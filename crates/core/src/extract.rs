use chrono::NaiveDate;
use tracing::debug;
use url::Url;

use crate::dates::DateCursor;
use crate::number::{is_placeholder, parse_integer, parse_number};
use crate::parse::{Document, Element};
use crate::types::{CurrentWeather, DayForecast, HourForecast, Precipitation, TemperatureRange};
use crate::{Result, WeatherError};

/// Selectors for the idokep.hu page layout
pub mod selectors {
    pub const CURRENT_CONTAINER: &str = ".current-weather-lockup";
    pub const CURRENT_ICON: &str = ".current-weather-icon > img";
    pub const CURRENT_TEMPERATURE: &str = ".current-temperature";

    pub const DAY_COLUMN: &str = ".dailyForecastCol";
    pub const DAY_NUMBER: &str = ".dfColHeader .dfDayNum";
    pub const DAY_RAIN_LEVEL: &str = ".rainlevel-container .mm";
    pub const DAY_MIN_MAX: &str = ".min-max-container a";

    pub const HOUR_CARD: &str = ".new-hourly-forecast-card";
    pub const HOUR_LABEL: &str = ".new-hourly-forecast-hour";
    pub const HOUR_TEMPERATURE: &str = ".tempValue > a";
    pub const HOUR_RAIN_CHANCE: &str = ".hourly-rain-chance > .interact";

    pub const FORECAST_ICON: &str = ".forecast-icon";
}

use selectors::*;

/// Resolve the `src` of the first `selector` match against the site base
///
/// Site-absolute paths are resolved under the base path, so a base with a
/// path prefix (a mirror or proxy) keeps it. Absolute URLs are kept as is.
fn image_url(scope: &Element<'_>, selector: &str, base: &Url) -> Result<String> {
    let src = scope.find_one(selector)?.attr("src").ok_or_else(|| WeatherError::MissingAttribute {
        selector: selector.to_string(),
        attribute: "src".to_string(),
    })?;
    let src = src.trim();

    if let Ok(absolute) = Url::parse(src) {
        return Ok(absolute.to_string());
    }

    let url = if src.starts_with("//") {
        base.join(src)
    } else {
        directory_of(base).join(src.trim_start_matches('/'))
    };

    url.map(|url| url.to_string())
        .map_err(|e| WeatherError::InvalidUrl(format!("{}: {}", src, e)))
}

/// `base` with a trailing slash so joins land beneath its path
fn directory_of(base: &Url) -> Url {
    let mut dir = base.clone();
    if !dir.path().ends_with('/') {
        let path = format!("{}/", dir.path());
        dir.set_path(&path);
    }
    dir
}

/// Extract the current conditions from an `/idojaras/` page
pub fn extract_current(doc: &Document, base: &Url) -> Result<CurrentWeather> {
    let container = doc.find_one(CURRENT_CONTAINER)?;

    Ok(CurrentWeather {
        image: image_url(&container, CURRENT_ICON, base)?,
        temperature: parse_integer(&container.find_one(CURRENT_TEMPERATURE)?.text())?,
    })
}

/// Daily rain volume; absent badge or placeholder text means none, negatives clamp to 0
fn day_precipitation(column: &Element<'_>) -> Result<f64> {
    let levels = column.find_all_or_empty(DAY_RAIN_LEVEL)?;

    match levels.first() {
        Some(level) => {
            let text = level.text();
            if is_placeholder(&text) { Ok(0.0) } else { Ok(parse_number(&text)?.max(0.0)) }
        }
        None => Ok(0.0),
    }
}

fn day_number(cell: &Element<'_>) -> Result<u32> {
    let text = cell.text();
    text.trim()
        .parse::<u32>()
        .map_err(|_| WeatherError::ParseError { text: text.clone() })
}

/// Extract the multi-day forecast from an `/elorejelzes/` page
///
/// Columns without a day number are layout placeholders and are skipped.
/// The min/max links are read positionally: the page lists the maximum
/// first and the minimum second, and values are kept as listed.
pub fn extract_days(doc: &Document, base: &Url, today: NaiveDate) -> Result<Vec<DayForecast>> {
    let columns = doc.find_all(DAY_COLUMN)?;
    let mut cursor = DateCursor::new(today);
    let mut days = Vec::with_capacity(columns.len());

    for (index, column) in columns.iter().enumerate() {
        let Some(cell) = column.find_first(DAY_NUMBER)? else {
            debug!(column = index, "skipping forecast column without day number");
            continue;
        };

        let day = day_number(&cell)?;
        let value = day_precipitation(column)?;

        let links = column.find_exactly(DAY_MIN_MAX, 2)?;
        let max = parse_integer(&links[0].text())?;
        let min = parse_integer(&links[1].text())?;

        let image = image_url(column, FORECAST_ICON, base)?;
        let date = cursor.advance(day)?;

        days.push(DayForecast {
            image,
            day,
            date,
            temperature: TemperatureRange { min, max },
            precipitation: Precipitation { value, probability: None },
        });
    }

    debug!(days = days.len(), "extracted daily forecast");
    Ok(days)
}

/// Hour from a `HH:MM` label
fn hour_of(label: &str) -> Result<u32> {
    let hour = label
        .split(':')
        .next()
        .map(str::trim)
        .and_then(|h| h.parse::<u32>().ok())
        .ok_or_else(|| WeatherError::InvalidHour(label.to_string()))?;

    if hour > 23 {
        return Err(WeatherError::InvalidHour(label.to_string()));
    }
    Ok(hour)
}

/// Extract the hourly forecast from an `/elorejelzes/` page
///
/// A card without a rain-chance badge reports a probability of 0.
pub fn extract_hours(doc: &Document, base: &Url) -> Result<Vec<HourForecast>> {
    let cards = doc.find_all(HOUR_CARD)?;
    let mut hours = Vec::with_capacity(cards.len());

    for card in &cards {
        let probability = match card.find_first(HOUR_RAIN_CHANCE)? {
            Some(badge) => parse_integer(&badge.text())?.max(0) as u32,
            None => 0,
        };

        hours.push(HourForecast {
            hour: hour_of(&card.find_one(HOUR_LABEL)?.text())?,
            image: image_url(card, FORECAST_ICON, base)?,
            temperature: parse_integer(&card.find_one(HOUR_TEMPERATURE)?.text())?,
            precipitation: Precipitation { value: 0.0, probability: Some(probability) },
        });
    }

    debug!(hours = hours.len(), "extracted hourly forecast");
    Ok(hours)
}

━━━━━━━━━━

__PROMPT__: Filter the entries down to the lines holding the string "Result". Copy each of those lines.

__SOLUTION TO THE PROBLEM__:
use crate::{Result, WeatherError};
fn image_url(scope: &Element<'_>, selector: &str, base: &Url) -> Result<String> {
pub fn extract_current(doc: &Document, base: &Url) -> Result<CurrentWeather> {
fn day_precipitation(column: &Element<'_>) -> Result<f64> {
fn day_number(cell: &Element<'_>) -> Result<u32> {
pub fn extract_days(doc: &Document, base: &Url, today: NaiveDate) -> Result<Vec<DayForecast>> {
fn hour_of(label: &str) -> Result<u32> {
pub fn extract_hours(doc: &Document, base: &Url) -> Result<Vec<HourForecast>> {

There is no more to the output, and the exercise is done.